O princípio nemo tenetur se detegere – mencionado do artigo em referência –, consistente no direito de não produzir provas contra si, é corolário lógico do artigo 5o, LVII e LXII da Constituição Federal, sendo, portanto, reconhecido pelo Ordenamento Jurídico brasileiro. Além disso, como signatário da Convenção de Direitos Humanos de 1969, conhecida como Pacto de San José da Costa Rica, o Brasil reconhece o preceito categórico do artigo 80 (“2. Toda pessoa acusada de delito tem direito a que se presuma sua inocência enquanto não se comprove legalmente sua culpa. Durante o processo, toda pessoa tem direito, em plena igualdade, às seguintes garantias mínimas:”), 1, g), que constitui no “direito de não ser obrigada a depor contra si mesma, nem a confessar-se culpada”.

Esse direito, data maxima venia, não pode ser violado, inclusive em uma investigação privada, que, ao cabo, tem por objetivo produzir material com o intuito de tentar – frise-se, tentar – reduzir uma pena administrativa, baseado na Legislação Anticorrupção (Lei 12.846/2013); quando, na realidade – no mor das vezes –, o objetivo deveria ser de Damage Control, apurando uma prática non-compliance para aprimorar as condutas da empresa. Entender de outra forma seria, com o devido respeito, permitir que – por via transversa –, o Estado use procedimentos investigatórios e de apuração para burlar as normas Constitucionais, Procedimentais e Probatórias. Privatizou-se a investigação e a persecução, mas, sabe-se lá porque, ninguém reclamou…
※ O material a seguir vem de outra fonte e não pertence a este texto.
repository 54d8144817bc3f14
mod common;
mod profile;
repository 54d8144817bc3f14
mod common;
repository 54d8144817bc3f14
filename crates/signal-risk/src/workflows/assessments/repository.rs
use crate::engine::{Assessment, SubjectId};

/// Storage abstraction holding the latest assessment per subject.
pub trait AssessmentRepository: Send + Sync {
    fn store(&self, assessment: Assessment) -> Result<(), RepositoryError>;
    fn latest(&self, subject: &SubjectId) -> Result<Option<Assessment>, RepositoryError>;
    fn subjects(&self) -> Result<Vec<SubjectId>, RepositoryError>;
}

/// Error enumeration for repository failures.
#[derive(Debug, thiserror::Error)]
pub enum RepositoryError {
    #[error("repository unavailable: {0}")]
    Unavailable(String),
}
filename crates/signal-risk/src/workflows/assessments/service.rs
use std::collections::HashMap;
use std::sync::{Arc, Mutex, PoisonError};
use std::time::Duration;

use chrono::Utc;
use tokio::sync::broadcast;
use tracing::warn;

use super::monitor::{spawn_monitor, MonitorHandle};
use super::repository::{AssessmentRepository, RepositoryError};
use crate::engine::{
    AlertDispatcher, AlertLog, AlertSink, Assessment, RiskPipeline, ScoreRecord, SignalProvider,
    SubjectId,
};

const UPDATE_CAPACITY: usize = 64;

/// Service composing the risk pipeline, alert dispatcher and repository for one domain.
pub struct AssessmentService<R> {
    pipeline: Arc<RiskPipeline>,
    dispatcher: AlertDispatcher,
    repository: Arc<R>,
    subjects: Mutex<HashMap<SubjectId, Arc<tokio::sync::Mutex<()>>>>,
    updates: broadcast::Sender<ScoreRecord>,
    submit_latency: Duration,
}

impl<R> AssessmentService<R>
where
    R: AssessmentRepository + 'static,
{
    pub fn new(
        pipeline: RiskPipeline,
        repository: Arc<R>,
        alerts: Arc<AlertLog>,
        sink: Option<Arc<dyn AlertSink>>,
        submit_latency: Duration,
    ) -> Self {
        let dispatcher = AlertDispatcher::new(pipeline.alert_policy().clone(), alerts, sink);
        let (updates, _) = broadcast::channel(UPDATE_CAPACITY);

        Self {
            pipeline: Arc::new(pipeline),
            dispatcher,
            repository,
            subjects: Mutex::new(HashMap::new()),
            updates,
            submit_latency,
        }
    }

    pub fn domain(&self) -> &str {
        self.pipeline.domain()
    }

    pub fn dispatcher(&self) -> &AlertDispatcher {
        &self.dispatcher
    }

    /// Receive every new score record as it is produced.
    pub fn subscribe(&self) -> broadcast::Receiver<ScoreRecord> {
        self.updates.subscribe()
    }

    pub fn latest(&self, subject: &SubjectId) -> Result<Option<Assessment>, RepositoryError> {
        self.repository.latest(subject)
    }

    fn subject_lock(&self, subject: &SubjectId) -> Arc<tokio::sync::Mutex<()>> {
        let mut subjects = self.subjects.lock().unwrap_or_else(PoisonError::into_inner);
        Arc::clone(subjects.entry(subject.clone()).or_default())
    }

    /// Drop the subject's lock entry once nobody else holds or awaits it.
    fn release_subject(&self, subject: &SubjectId, lock: Arc<tokio::sync::Mutex<()>>) {
        let mut subjects = self.subjects.lock().unwrap_or_else(PoisonError::into_inner);
        // One reference in the map, one in `lock`.
        if Arc::strong_count(&lock) == 2 {
            subjects.remove(subject);
        }
    }

    #[cfg(test)]
    pub(crate) fn tracked_subjects(&self) -> usize {
        self.subjects.lock().unwrap_or_else(PoisonError::into_inner).len()
    }

    /// Recompute one subject. Calls for the same subject are serialized; other
    /// subjects proceed independently.
    pub async fn recompute<P>(&self, subject: &SubjectId, provider: &P) -> Assessment
    where
        P: SignalProvider + ?Sized,
    {
        let lock = self.subject_lock(subject);
        let assessment = {
            let _guard = lock.lock().await;
            self.assess_locked(subject, provider).await
        };
        self.release_subject(subject, lock);
        assessment
    }

    /// Like [`recompute`](Self::recompute), but the provider is built after the
    /// subject lock is taken so it reflects the latest inputs.
    pub async fn recompute_with<F, P>(&self, subject: &SubjectId, feed: F) -> Assessment
    where
        F: FnOnce() -> P + Send,
        P: SignalProvider,
    {
        let lock = self.subject_lock(subject);
        let assessment = {
            let _guard = lock.lock().await;
            let provider = feed();
            self.assess_locked(subject, &provider).await
        };
        self.release_subject(subject, lock);
        assessment
    }

    /// Explicit submit: waits the configured latency, then recomputes.
    pub async fn submit_with<F, P>(&self, subject: &SubjectId, feed: F) -> Assessment
    where
        F: FnOnce() -> P + Send,
        P: SignalProvider,
    {
        if !self.submit_latency.is_zero() {
            tokio::time::sleep(self.submit_latency).await;
        }
        self.recompute_with(subject, feed).await
    }

    /// Start periodic recomputation of `subject` until the handle is stopped.
    pub fn monitor<F, P>(
        self: &Arc<Self>,
        subject: SubjectId,
        interval: Duration,
        feed: F,
    ) -> MonitorHandle
    where
        F: Fn() -> P + Send + Sync + 'static,
        P: SignalProvider + 'static,
    {
        let service = Arc::clone(self);
        let feed = Arc::new(feed);
        let target = subject.clone();

        spawn_monitor(subject, interval, move || {
            let service = Arc::clone(&service);
            let feed = Arc::clone(&feed);
            let subject = target.clone();
            async move {
                service.recompute_with(&subject, || feed()).await;
            }
        })
    }

    async fn assess_locked<P>(&self, subject: &SubjectId, provider: &P) -> Assessment
    where
        P: SignalProvider + ?Sized,
    {
        let mut assessment = self.pipeline.assess(subject, provider, Utc::now()).await;

        if let Some(alert) = self.dispatcher.maybe_alert(&assessment.record) {
            self.dispatcher.deliver_detached(alert.clone());
            assessment.alert = Some(alert);
        }

        if let Err(error) = self.repository.store(assessment.clone()) {
            warn!(subject = %subject, error = %error, "failed to store assessment");
        }

        // No subscribers is fine.
        let _ = self.updates.send(assessment.record.clone());

        assessment
    }
}
use crate::demo::{
    run_crowd_monitor, run_demo, run_stroke_assessment, CrowdMonitorArgs, StrokeAssessArgs,
};
use crate::server;
use clap::{Args, Parser, Subcommand};
use signal_risk::error::AppError;

#[derive(Parser, Debug)]
#[command(
    name = "Signal Risk",
    about = "Score stroke risk and crowd density from unreliable signals",
    version
)]
struct Cli {
    #[command(subcommand)]
    command: Option<Command>,
}

#[derive(Subcommand, Debug)]
enum Command {
    /// Start the HTTP service (default command)
    Serve(ServeArgs),
    /// Stroke-risk assessments for a single patient
    Stroke {
        #[command(subcommand)]
        command: StrokeCommand,
    },
    /// Crowd-density monitoring for a single site
    Crowd {
        #[command(subcommand)]
        command: CrowdCommand,
    },
    /// Walk through both domains with built-in sample inputs
    Demo,
}

#[derive(Subcommand, Debug)]
enum StrokeCommand {
    /// Assess one patient from a CSV export and optional symptom flags
    Assess(StrokeAssessArgs),
}

#[derive(Subcommand, Debug)]
enum CrowdCommand {
    /// Recompute a site's density on a timer and print each record
    Monitor(CrowdMonitorArgs),
}

#[derive(Args, Debug, Default)]
pub(crate) struct ServeArgs {
    /// Override the configured host for the HTTP server
    #[arg(long)]
    pub(crate) host: Option<String>,
    /// Override the configured port for the HTTP server
    #[arg(long)]
    pub(crate) port: Option<u16>,
}

pub(crate) async fn run() -> Result<(), AppError> {
    let cli = Cli::parse();
    let command = cli
        .command
        .unwrap_or_else(|| Command::Serve(ServeArgs::default()));

    match command {
        Command::Serve(args) => server::run(args).await,
        Command::Stroke {
            command: StrokeCommand::Assess(args),
        } => run_stroke_assessment(args).await,
        Command::Crowd {
            command: CrowdCommand::Monitor(args),
        } => run_crowd_monitor(args).await,
        Command::Demo => run_demo().await,
    }
}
Sendo assim, ao tomar para si uma função investigatória, os Departamentos de Compliance são obrigados a respeitar os direitos constitucionais dos indivíduos. De outro modo, chegaríamos a situação teratológica de se permitir toda uma miríade de abusos, no âmbito privado, que se transformariam em processos dignos dos Tribunais da Santa Inquisição, para, ao final, entregar ao Estado – “de bandeja” – provas que foram obtidas mediante colaboração espontânea dos colaboradores, calcada na boa-fé e na confiança, sem a menor noção de como, de que forma e para que fins suas falas seriam usadas.

Como se vê, cuidado, atenção às normas jurídicas – principalmente com relação às provas – e respeito aos cidadãos devem nortear a conduta jurídica, moral e ética de qualquer investigação realizada pelos Departamentos de Compliance. Por fim, fica a dica: na dúvida e para garantir a integridade, procurem os seus colegas do Jurídico ou advogados externos. Eles, certamente, sabem diferenciar fatos lastreados em provas de ilações e especulações. Como última reflexão, vale mencionar que as empresas de auditoria vêm oferecendo – em conjunto com os escritórios – serviços de análise forense de matérias. Termino, então, com uma pergunta: aonde fica o sigilo nesse caso?